*** EXTRACTED RECORDS Section Begins ***

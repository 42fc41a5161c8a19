//! Tool system
//!
//! This module provides:
//! - `ToolInvocation` - A pending (tool name, tool input) pair
//! - `Tool` trait - Interface for implementing tools
//! - `ToolResult` - Result type for tool execution
//! - `ToolRegistry` - Registry for managing available tools
//! - `common` - Built-in tools (Bash)

mod registry;
mod tool;

/// Common/built-in tools
pub mod common;

pub use registry::ToolRegistry;
pub use tool::{Tool, ToolInfo, ToolInvocation, ToolResult};

pub use common::{BashTool, BASH_TOOL_NAME};
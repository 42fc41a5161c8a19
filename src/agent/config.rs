//! Agent Configuration
//!
//! Wires the tool registry, the hook registry and the secret set together.

use std::sync::Arc;

use crate::core::GuardResult;
use crate::hooks::HookRegistry;
use crate::sanitize::{self, SecretSet};
use crate::tools::{BashTool, ToolRegistry};

use super::executor::ToolExecutor;

/// Environment variable listing the secret names (comma-separated)
pub const SECRETS_ENV_VAR: &str = "SHADOW_GUARD_SECRETS";

/// Secret names used when `SHADOW_GUARD_SECRETS` is not set
pub const DEFAULT_SECRET_NAMES: &[&str] = &["ANTHROPIC_API_KEY", "GEMINI_API_KEY"];

/// Which variable names the sanitizer keeps out of spawned shells
#[derive(Debug, Clone)]
pub struct SanitizerConfig {
    pub secrets: SecretSet,
}

impl SanitizerConfig {
    /// Read `SHADOW_GUARD_SECRETS`, falling back to the default names
    pub fn from_env() -> GuardResult<Self> {
        Self::from_lookup(|key| std::env::var(key).ok())
    }

    /// Same as `from_env`, with a custom variable lookup
    pub fn from_lookup<F>(lookup: F) -> GuardResult<Self>
    where
        F: Fn(&str) -> Option<String>,
    {
        let secrets = match lookup(SECRETS_ENV_VAR) {
            Some(list) => SecretSet::parse_list(&list)?,
            None => SecretSet::new(DEFAULT_SECRET_NAMES.iter().copied())?,
        };
        Ok(Self { secrets })
    }
}

impl Default for SanitizerConfig {
    fn default() -> Self {
        Self {
            secrets: SecretSet::new(DEFAULT_SECRET_NAMES.iter().copied())
                .unwrap_or_else(|_| unreachable!("default secret names are valid identifiers")),
        }
    }
}

/// Configuration for the guarded tool runtime
///
/// Use the builder pattern:
///
/// ```ignore
/// let executor = AgentConfig::new()
///     .with_secrets(SecretSet::new(["ANTHROPIC_API_KEY"])?)
///     .with_working_dir("/workspace")
///     .build()?;
/// ```
pub struct AgentConfig {
    /// Tool registry (defaults to just the Bash tool)
    pub tools: Option<ToolRegistry>,

    /// Hooks for intercepting tool calls; the sanitizer is added on `build`
    pub hooks: HookRegistry,

    /// Names to keep out of spawned shells
    pub secrets: SecretSet,

    /// Working directory for the default Bash tool
    pub working_dir: Option<String>,
}

impl AgentConfig {
    /// Create a configuration with the default secret names
    pub fn new() -> Self {
        Self {
            tools: None,
            hooks: HookRegistry::new(),
            secrets: SanitizerConfig::default().secrets,
            working_dir: None,
        }
    }

    /// Create a configuration from `SHADOW_GUARD_SECRETS`
    pub fn from_env() -> GuardResult<Self> {
        Ok(Self::new().with_secrets(SanitizerConfig::from_env()?.secrets))
    }

    /// Set the tool registry
    pub fn with_tools(mut self, tools: ToolRegistry) -> Self {
        self.tools = Some(tools);
        self
    }

    /// Set the hook registry
    ///
    /// Hooks registered here, or added to the executor's registry later, run
    /// before the sanitizer, which `build` pins as the last PreToolUse stage.
    pub fn with_hooks(mut self, hooks: HookRegistry) -> Self {
        self.hooks = hooks;
        self
    }

    /// Set the secret names
    pub fn with_secrets(mut self, secrets: SecretSet) -> Self {
        self.secrets = secrets;
        self
    }

    /// Set the working directory for the default Bash tool
    pub fn with_working_dir(mut self, dir: impl Into<String>) -> Self {
        self.working_dir = Some(dir.into());
        self
    }

    /// Install the sanitizer and produce an executor
    pub fn build(self) -> GuardResult<ToolExecutor> {
        let guard = sanitize::install(&self.hooks, self.secrets)?;

        let tools = match self.tools {
            Some(tools) => tools,
            None => {
                let mut tools = ToolRegistry::new();
                match self.working_dir {
                    Some(dir) => tools.register(BashTool::with_working_dir(dir)),
                    None => tools.register(BashTool::new().map_err(|e| {
                        crate::core::GuardError::InvalidConfig(format!(
                            "cannot resolve working directory: {}",
                            e
                        ))
                    })?),
                }
                tools
            }
        };

        tracing::info!("Registered {} tools", tools.len());

        Ok(ToolExecutor::new(Arc::new(tools), Arc::new(self.hooks)).with_guard(guard))
    }
}

impl Default for AgentConfig {
    fn default() -> Self {
        Self::new()
    }
}

impl std::fmt::Debug for AgentConfig {
    fn fmt(&self, f: &mut std::fmt::Formatter<'_>) -> std::fmt::Result {
        f.debug_struct("AgentConfig")
            .field("tools", &self.tools.as_ref().map(|t| t.tool_names()))
            .field("hooks", &self.hooks)
            .field("secrets", &self.secrets.len())
            .field("working_dir", &self.working_dir)
            .finish()
    }
}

*** EXTRACTED RECORDS Section Ends ***

§ **TASK PROMPT**: Word for word, return all of the records.

§ **RESULT OF THIS TASK**:
repository 42fc41a5161c8a19
//! Tool system
//!
//! This module provides:
//! - `ToolInvocation` - A pending (tool name, tool input) pair
//! - `Tool` trait - Interface for implementing tools
//! - `ToolResult` - Result type for tool execution
//! - `ToolRegistry` - Registry for managing available tools
//! - `common` - Built-in tools (Bash)

mod registry;
mod tool;

/// Common/built-in tools
pub mod common;

pub use registry::ToolRegistry;
pub use tool::{Tool, ToolInfo, ToolInvocation, ToolResult};

pub use common::{BashTool, BASH_TOOL_NAME};
repository 42fc41a5161c8a19
filename src/agent/config.rs
//! Agent Configuration
//!
//! Wires the tool registry, the hook registry and the secret set together.

use std::sync::Arc;

use crate::core::GuardResult;
use crate::hooks::HookRegistry;
use crate::sanitize::{self, SecretSet};
use crate::tools::{BashTool, ToolRegistry};

use super::executor::ToolExecutor;

/// Environment variable listing the secret names (comma-separated)
pub const SECRETS_ENV_VAR: &str = "SHADOW_GUARD_SECRETS";

/// Secret names used when `SHADOW_GUARD_SECRETS` is not set
pub const DEFAULT_SECRET_NAMES: &[&str] = &["ANTHROPIC_API_KEY", "GEMINI_API_KEY"];

/// Which variable names the sanitizer keeps out of spawned shells
#[derive(Debug, Clone)]
pub struct SanitizerConfig {
    pub secrets: SecretSet,
}

impl SanitizerConfig {
    /// Read `SHADOW_GUARD_SECRETS`, falling back to the default names
    pub fn from_env() -> GuardResult<Self> {
        Self::from_lookup(|key| std::env::var(key).ok())
    }

    /// Same as `from_env`, with a custom variable lookup
    pub fn from_lookup<F>(lookup: F) -> GuardResult<Self>
    where
        F: Fn(&str) -> Option<String>,
    {
        let secrets = match lookup(SECRETS_ENV_VAR) {
            Some(list) => SecretSet::parse_list(&list)?,
            None => SecretSet::new(DEFAULT_SECRET_NAMES.iter().copied())?,
        };
        Ok(Self { secrets })
    }
}

impl Default for SanitizerConfig {
    fn default() -> Self {
        Self {
            secrets: SecretSet::new(DEFAULT_SECRET_NAMES.iter().copied())
                .unwrap_or_else(|_| unreachable!("default secret names are valid identifiers")),
        }
    }
}

/// Configuration for the guarded tool runtime
///
/// Use the builder pattern:
///
/// ```ignore
/// let executor = AgentConfig::new()
///     .with_secrets(SecretSet::new(["ANTHROPIC_API_KEY"])?)
///     .with_working_dir("/workspace")
///     .build()?;
/// ```
pub struct AgentConfig {
    /// Tool registry (defaults to just the Bash tool)
    pub tools: Option<ToolRegistry>,

    /// Hooks for intercepting tool calls; the sanitizer is added on `build`
    pub hooks: HookRegistry,

    /// Names to keep out of spawned shells
    pub secrets: SecretSet,

    /// Working directory for the default Bash tool
    pub working_dir: Option<String>,
}

impl AgentConfig {
    /// Create a configuration with the default secret names
    pub fn new() -> Self {
        Self {
            tools: None,
            hooks: HookRegistry::new(),
            secrets: SanitizerConfig::default().secrets,
            working_dir: None,
        }
    }

    /// Create a configuration from `SHADOW_GUARD_SECRETS`
    pub fn from_env() -> GuardResult<Self> {
        Ok(Self::new().with_secrets(SanitizerConfig::from_env()?.secrets))
    }

    /// Set the tool registry
    pub fn with_tools(mut self, tools: ToolRegistry) -> Self {
        self.tools = Some(tools);
        self
    }

    /// Set the hook registry
    ///
    /// Hooks registered here, or added to the executor's registry later, run
    /// before the sanitizer, which `build` pins as the last PreToolUse stage.
    pub fn with_hooks(mut self, hooks: HookRegistry) -> Self {
        self.hooks = hooks;
        self
    }

    /// Set the secret names
    pub fn with_secrets(mut self, secrets: SecretSet) -> Self {
        self.secrets = secrets;
        self
    }

    /// Set the working directory for the default Bash tool
    pub fn with_working_dir(mut self, dir: impl Into<String>) -> Self {
        self.working_dir = Some(dir.into());
        self
    }

    /// Install the sanitizer and produce an executor
    pub fn build(self) -> GuardResult<ToolExecutor> {
        let guard = sanitize::install(&self.hooks, self.secrets)?;

        let tools = match self.tools {
            Some(tools) => tools,
            None => {
                let mut tools = ToolRegistry::new();
                match self.working_dir {
                    Some(dir) => tools.register(BashTool::with_working_dir(dir)),
                    None => tools.register(BashTool::new().map_err(|e| {
                        crate::core::GuardError::InvalidConfig(format!(
                            "cannot resolve working directory: {}",
                            e
                        ))
                    })?),
                }
                tools
            }
        };

        tracing::info!("Registered {} tools", tools.len());

        Ok(ToolExecutor::new(Arc::new(tools), Arc::new(self.hooks)).with_guard(guard))
    }
}

impl Default for AgentConfig {
    fn default() -> Self {
        Self::new()
    }
}

impl std::fmt::Debug for AgentConfig {
    fn fmt(&self, f: &mut std::fmt::Formatter<'_>) -> std::fmt::Result {
        f.debug_struct("AgentConfig")
            .field("tools", &self.tools.as_ref().map(|t| t.tool_names()))
            .field("hooks", &self.hooks)
            .field("secrets", &self.secrets.len())
            .field("working_dir", &self.working_dir)
            .finish()
    }
}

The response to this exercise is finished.